ABOUT THIS EXERCISE: Would you please return every line from the listing that contains the word "MountRequest"?

--- RECORDS FOR PROCESSING ---

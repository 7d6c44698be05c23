//! End-to-end mount orchestration against a recording host adapter.

use std::io::{self, Read, Write};
use std::path::{Path, PathBuf};
use std::sync::Arc;

use parking_lot::Mutex;
use tempfile::NamedTempFile;

use imgmount_device::{Access, BoxedStream, ImageStream};
use imgmount_kernel::capability::{CapabilityNotice, DispatchMode, MountOption};
use imgmount_kernel::formats::{ArchiveFormat, FilesystemFactory};
use imgmount_kernel::vfs::ReadOnlyView;
use imgmount_kernel::{
    BackendChoices, BackendSelectionError, FormatRegistry, HostMountAdapter, MemoryBackend,
    MountAdapterError, MountConfiguration, MountError, MountHost, MountOrchestrator, MountPhase,
    MountRequest, MountSession, OpenError, VfsError, VfsOps, VfsResult,
};

const SECTOR: usize = 512;

/// Recognizes volumes starting with `TESTFS`; byte 6 set to `R` opens read-only.
struct TestFs {
    seen: Arc<Mutex<Vec<Vec<u8>>>>,
}

impl FilesystemFactory for TestFs {
    fn name(&self) -> &str {
        "testfs"
    }

    fn detect(&self, stream: &mut dyn ImageStream) -> io::Result<bool> {
        let mut magic = [0u8; 6];
        match stream.read_exact(&mut magic) {
            Ok(()) => Ok(&magic == b"TESTFS"),
            Err(e) if e.kind() == io::ErrorKind::UnexpectedEof => Ok(false),
            Err(e) => Err(e),
        }
    }

    fn open(&self, mut stream: BoxedStream, _access: Access) -> VfsResult<Arc<dyn VfsOps>> {
        let mut header = vec![0u8; 16];
        stream.read_exact(&mut header)?;
        let read_only = header[6] == b'R';
        self.seen.lock().push(header);

        let memory: Arc<dyn VfsOps> = Arc::new(MemoryBackend::retaining());
        if read_only {
            Ok(Arc::new(ReadOnlyView::new(memory)))
        } else {
            Ok(memory)
        }
    }
}

/// `ARCH` followed by an image count byte; every image is an empty memory tree.
struct TestArchive;

impl ArchiveFormat for TestArchive {
    fn name(&self) -> &str {
        "testarch"
    }

    fn detect(&self, stream: &mut dyn ImageStream) -> io::Result<bool> {
        let mut magic = [0u8; 4];
        Ok(stream.read_exact(&mut magic).is_ok() && &magic == b"ARCH")
    }

    fn image_count(&self, stream: &mut dyn ImageStream) -> io::Result<usize> {
        let mut header = [0u8; 5];
        stream.read_exact(&mut header)?;
        Ok(header[4] as usize)
    }

    fn open_image(
        &self,
        _stream: BoxedStream,
        _index: usize,
        _access: Access,
    ) -> VfsResult<Arc<dyn VfsOps>> {
        Ok(Arc::new(MemoryBackend::retaining()))
    }
}

/// Records every mount and runs `probe` against the mounted filesystem.
struct RecordingAdapter {
    runtime: tokio::runtime::Runtime,
    mounts: Mutex<Vec<(MountConfiguration, PathBuf)>>,
    probe: Box<dyn Fn(&tokio::runtime::Runtime, Arc<dyn VfsOps>) + Send + Sync>,
}

impl RecordingAdapter {
    fn new() -> Self {
        Self::probing(|_, _| {})
    }

    fn probing(
        probe: impl Fn(&tokio::runtime::Runtime, Arc<dyn VfsOps>) + Send + Sync + 'static,
    ) -> Self {
        Self {
            runtime: tokio::runtime::Runtime::new().unwrap(),
            mounts: Mutex::new(Vec::new()),
            probe: Box::new(probe),
        }
    }

    fn mount_count(&self) -> usize {
        self.mounts.lock().len()
    }

    fn last_configuration(&self) -> MountConfiguration {
        self.mounts.lock().last().unwrap().0.clone()
    }
}

impl HostMountAdapter for RecordingAdapter {
    fn host(&self) -> MountHost {
        MountHost::Fuse
    }

    fn mount(&self, session: &MountSession, target: &Path) -> Result<(), MountAdapterError> {
        self.mounts
            .lock()
            .push((session.configuration().clone(), target.to_path_buf()));
        session.handle().mark_mounted()?;
        (self.probe)(&self.runtime, session.filesystem().clone());
        Ok(())
    }
}

fn registry(seen: &Arc<Mutex<Vec<Vec<u8>>>>) -> FormatRegistry {
    let mut registry = FormatRegistry::new();
    registry
        .register_filesystem(TestFs { seen: seen.clone() })
        .register_archive(TestArchive);
    registry
}

fn image_file(bytes: &[u8]) -> NamedTempFile {
    let mut file = NamedTempFile::new().unwrap();
    file.write_all(bytes).unwrap();
    file.flush().unwrap();
    file
}

fn request(backend: BackendChoices, access: Access) -> MountRequest {
    MountRequest {
        backend,
        access,
        target: PathBuf::from("/mnt/image"),
        sector_size: None,
    }
}

/// MBR disk with `(type, first_lba, sectors)` primaries.
fn mbr_disk(sectors: usize, entries: &[(u8, u32, u32)]) -> Vec<u8> {
    let mut disk = vec![0u8; sectors * SECTOR];
    for (i, (kind, first, count)) in entries.iter().enumerate() {
        let e = 0x1BE + i * 16;
        disk[e + 4] = *kind;
        disk[e + 8..e + 12].copy_from_slice(&first.to_le_bytes());
        disk[e + 12..e + 16].copy_from_slice(&count.to_le_bytes());
    }
    disk[510] = 0x55;
    disk[511] = 0xAA;
    disk
}

/// GPT disk with `(first_lba, last_lba, name)` entries in consecutive slots.
fn gpt_disk(sectors: usize, entries: &[(u64, u64, &str)]) -> Vec<u8> {
    let mut disk = mbr_disk(sectors, &[(0xEE, 1, (sectors - 1) as u32)]);
    let h = SECTOR;
    disk[h..h + 8].copy_from_slice(b"EFI PART");
    disk[h + 72..h + 80].copy_from_slice(&2u64.to_le_bytes());
    disk[h + 80..h + 84].copy_from_slice(&(entries.len() as u32).to_le_bytes());
    disk[h + 84..h + 88].copy_from_slice(&128u32.to_le_bytes());
    for (slot, (first, last, name)) in entries.iter().enumerate() {
        let e = 2 * SECTOR + slot * 128;
        disk[e..e + 16].copy_from_slice(&[0x11; 16]);
        disk[e + 32..e + 40].copy_from_slice(&first.to_le_bytes());
        disk[e + 40..e + 48].copy_from_slice(&last.to_le_bytes());
        for (i, unit) in name.encode_utf16().enumerate() {
            disk[e + 56 + i * 2..e + 58 + i * 2].copy_from_slice(&unit.to_le_bytes());
        }
    }
    disk
}

fn place(disk: &mut [u8], lba: usize, bytes: &[u8]) {
    disk[lba * SECTOR..lba * SECTOR + bytes.len()].copy_from_slice(bytes);
}

#[test]
fn partition_out_of_range_never_mounts() {
    let seen = Arc::default();
    let registry = registry(&seen);
    let adapter = RecordingAdapter::new();
    let disk = image_file(&mbr_disk(64, &[(0x83, 8, 8), (0x83, 16, 8), (0x07, 24, 8)]));

    let backend = BackendChoices {
        disk: Some(disk.path().to_path_buf()),
        partition: Some(5),
        ..Default::default()
    };
    let mut orchestrator = MountOrchestrator::new(&registry, &adapter);
    let err = orchestrator
        .run(request(backend, Access::ReadOnly))
        .unwrap_err();

    assert!(matches!(
        err,
        MountError::Selection(BackendSelectionError::PartitionOutOfRange {
            requested: 5,
            available: 3,
        })
    ));
    assert_ne!(err.exit_code(), 0);
    assert_eq!(adapter.mount_count(), 0);
    assert_eq!(orchestrator.phases().last(), Some(&MountPhase::Failed));
}

#[test]
fn gpt_partition_is_opened_through_its_window() {
    let seen = Arc::new(Mutex::new(Vec::new()));
    let registry = registry(&seen);
    let adapter = RecordingAdapter::new();

    let mut bytes = gpt_disk(128, &[(34, 63, "boot"), (64, 127, "data")]);
    place(&mut bytes, 34, b"not a filesystem");
    place(&mut bytes, 64, b"TESTFS-partition");
    let disk = image_file(&bytes);

    let backend = BackendChoices {
        disk: Some(disk.path().to_path_buf()),
        partition: Some(1),
        ..Default::default()
    };
    let mut orchestrator = MountOrchestrator::new(&registry, &adapter);
    let report = orchestrator
        .run(request(backend, Access::ReadWrite))
        .unwrap();

    assert_eq!(seen.lock().as_slice(), &[b"TESTFS-partition".to_vec()]);
    assert_eq!(report.configuration.effective_access, Access::ReadWrite);
    assert_eq!(report.configuration.dispatch_mode, DispatchMode::Concurrent);
    assert_eq!(adapter.mount_count(), 1);
    assert_eq!(
        report.phases,
        vec![
            MountPhase::Selecting,
            MountPhase::Opening,
            MountPhase::Negotiating,
            MountPhase::Mounting,
            MountPhase::Mounted,
            MountPhase::Unmounted,
        ]
    );
}

#[test]
fn partition_without_filesystem_exits_two() {
    let seen = Arc::default();
    let registry = registry(&seen);
    let adapter = RecordingAdapter::new();
    let disk = image_file(&gpt_disk(128, &[(34, 127, "empty")]));

    let backend = BackendChoices {
        disk: Some(disk.path().to_path_buf()),
        partition: Some(0),
        ..Default::default()
    };
    let err = MountOrchestrator::new(&registry, &adapter)
        .run(request(backend, Access::ReadOnly))
        .unwrap_err();

    assert!(matches!(
        err,
        MountError::Open(OpenError::NoFilesystem {
            volume: Some(0),
            ..
        })
    ));
    assert_eq!(err.exit_code(), 2);
    assert_eq!(adapter.mount_count(), 0);
}

#[test]
fn write_request_on_read_only_filesystem_is_downgraded() {
    let seen = Arc::default();
    let registry = registry(&seen);
    let adapter = RecordingAdapter::probing(|runtime, fs| {
        let err = runtime
            .block_on(fs.create(Path::new("new.txt"), 0o644))
            .unwrap_err();
        assert!(matches!(err, VfsError::ReadOnly));
    });

    let mut bytes = vec![0u8; 4096];
    bytes[..7].copy_from_slice(b"TESTFSR");
    let image = image_file(&bytes);

    let backend = BackendChoices {
        image: Some(image.path().to_path_buf()),
        ..Default::default()
    };
    let report = MountOrchestrator::new(&registry, &adapter)
        .run(request(backend, Access::ReadWrite))
        .unwrap();

    let config = adapter.last_configuration();
    assert_eq!(config, report.configuration);
    assert_eq!(config.effective_access, Access::ReadOnly);
    assert_eq!(config.notices, vec![CapabilityNotice::WriteDowngraded]);
    assert!(config.has_option(MountOption::WriteProtect));
    assert!(config.has_option(MountOption::ReadOnlyCache));
}

#[test]
fn read_only_request_wraps_writable_filesystem() {
    let seen = Arc::default();
    let registry = registry(&seen);
    let adapter = RecordingAdapter::probing(|runtime, fs| {
        assert!(!fs.capabilities().can_write);
        let err = runtime
            .block_on(fs.mkdir(Path::new("dir"), 0o755))
            .unwrap_err();
        assert!(matches!(err, VfsError::ReadOnly));
    });

    let mut bytes = vec![0u8; 4096];
    bytes[..6].copy_from_slice(b"TESTFS");
    let image = image_file(&bytes);

    let backend = BackendChoices {
        image: Some(image.path().to_path_buf()),
        ..Default::default()
    };
    let report = MountOrchestrator::new(&registry, &adapter)
        .run(request(backend, Access::ReadOnly))
        .unwrap();

    assert!(report.configuration.notices.is_empty());
    assert!(report.configuration.is_read_only());
}

#[test]
fn archive_index_is_validated() {
    let seen = Arc::default();
    let registry = registry(&seen);
    let adapter = RecordingAdapter::new();
    let archive = image_file(b"ARCH\x02rest-of-archive");

    let out_of_range = BackendChoices {
        archive: Some(archive.path().to_path_buf()),
        index: Some(2),
        ..Default::default()
    };
    let err = MountOrchestrator::new(&registry, &adapter)
        .run(request(out_of_range, Access::ReadOnly))
        .unwrap_err();
    assert!(matches!(
        err,
        MountError::Selection(BackendSelectionError::ImageOutOfRange {
            requested: 2,
            available: 2,
        })
    ));
    assert_eq!(adapter.mount_count(), 0);

    let in_range = BackendChoices {
        archive: Some(archive.path().to_path_buf()),
        index: Some(1),
        ..Default::default()
    };
    MountOrchestrator::new(&registry, &adapter)
        .run(request(in_range, Access::ReadOnly))
        .unwrap();
    assert_eq!(adapter.mount_count(), 1);
}

#[test]
fn unrecognized_archive_is_reported() {
    let seen = Arc::default();
    let registry = registry(&seen);
    let adapter = RecordingAdapter::new();
    let archive = image_file(b"ZIPZIPZIP");

    let backend = BackendChoices {
        archive: Some(archive.path().to_path_buf()),
        index: Some(0),
        ..Default::default()
    };
    let err = MountOrchestrator::new(&registry, &adapter)
        .run(request(backend, Access::ReadOnly))
        .unwrap_err();

    assert!(matches!(
        err,
        MountError::Open(OpenError::UnrecognizedArchive(_))
    ));
    assert_eq!(err.exit_code(), 1);
}

#[test]
fn memory_mount_keeps_written_content() {
    let registry = FormatRegistry::new();
    let adapter = RecordingAdapter::probing(|runtime, fs| {
        runtime.block_on(async {
            fs.create(Path::new("a.txt"), 0o644).await.unwrap();
            fs.write(Path::new("a.txt"), 0, b"hi").await.unwrap();
            assert_eq!(fs.getattr(Path::new("a.txt")).await.unwrap().size, 2);
            assert_eq!(fs.read_all(Path::new("a.txt")).await.unwrap(), b"hi");
        });
    });

    let backend = BackendChoices {
        memory: true,
        ..Default::default()
    };
    let report = MountOrchestrator::new(&registry, &adapter)
        .run(request(backend, Access::ReadWrite))
        .unwrap();
    assert_eq!(report.configuration.effective_access, Access::ReadWrite);
}

#[test]
fn discard_mount_accepts_and_drops_writes() {
    let registry = FormatRegistry::new();
    let adapter = RecordingAdapter::probing(|runtime, fs| {
        runtime.block_on(async {
            fs.create(Path::new("a.txt"), 0o644).await.unwrap();
            assert_eq!(fs.write(Path::new("a.txt"), 0, b"hi").await.unwrap(), 2);
            assert_eq!(fs.getattr(Path::new("a.txt")).await.unwrap().size, 0);
        });
    });

    let backend = BackendChoices {
        discard: true,
        ..Default::default()
    };
    MountOrchestrator::new(&registry, &adapter)
        .run(request(backend, Access::ReadWrite))
        .unwrap();
    assert_eq!(adapter.mount_count(), 1);
}

#[test]
fn adapter_failure_carries_native_code() {
    struct Refusing;

    impl HostMountAdapter for Refusing {
        fn host(&self) -> MountHost {
            MountHost::Fuse
        }

        fn mount(&self, _session: &MountSession, target: &Path) -> Result<(), MountAdapterError> {
            Err(MountAdapterError::mount(
                target,
                io::Error::from_raw_os_error(16),
            ))
        }
    }

    let registry = FormatRegistry::new();
    let mut orchestrator = MountOrchestrator::new(&registry, &Refusing);
    let backend = BackendChoices {
        memory: true,
        ..Default::default()
    };
    let err = orchestrator
        .run(request(backend, Access::ReadWrite))
        .unwrap_err();

    assert!(matches!(err, MountError::Adapter(_)));
    assert_eq!(err.exit_code(), 16);
    assert_eq!(
        orchestrator.phases(),
        &[
            MountPhase::Selecting,
            MountPhase::Opening,
            MountPhase::Negotiating,
            MountPhase::Mounting,
            MountPhase::Failed,
        ]
    );
}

---

RESPONSE BELOW:
    MountRequest, MountSession, OpenError, VfsError, VfsOps, VfsResult,
fn request(backend: BackendChoices, access: Access) -> MountRequest {
    MountRequest {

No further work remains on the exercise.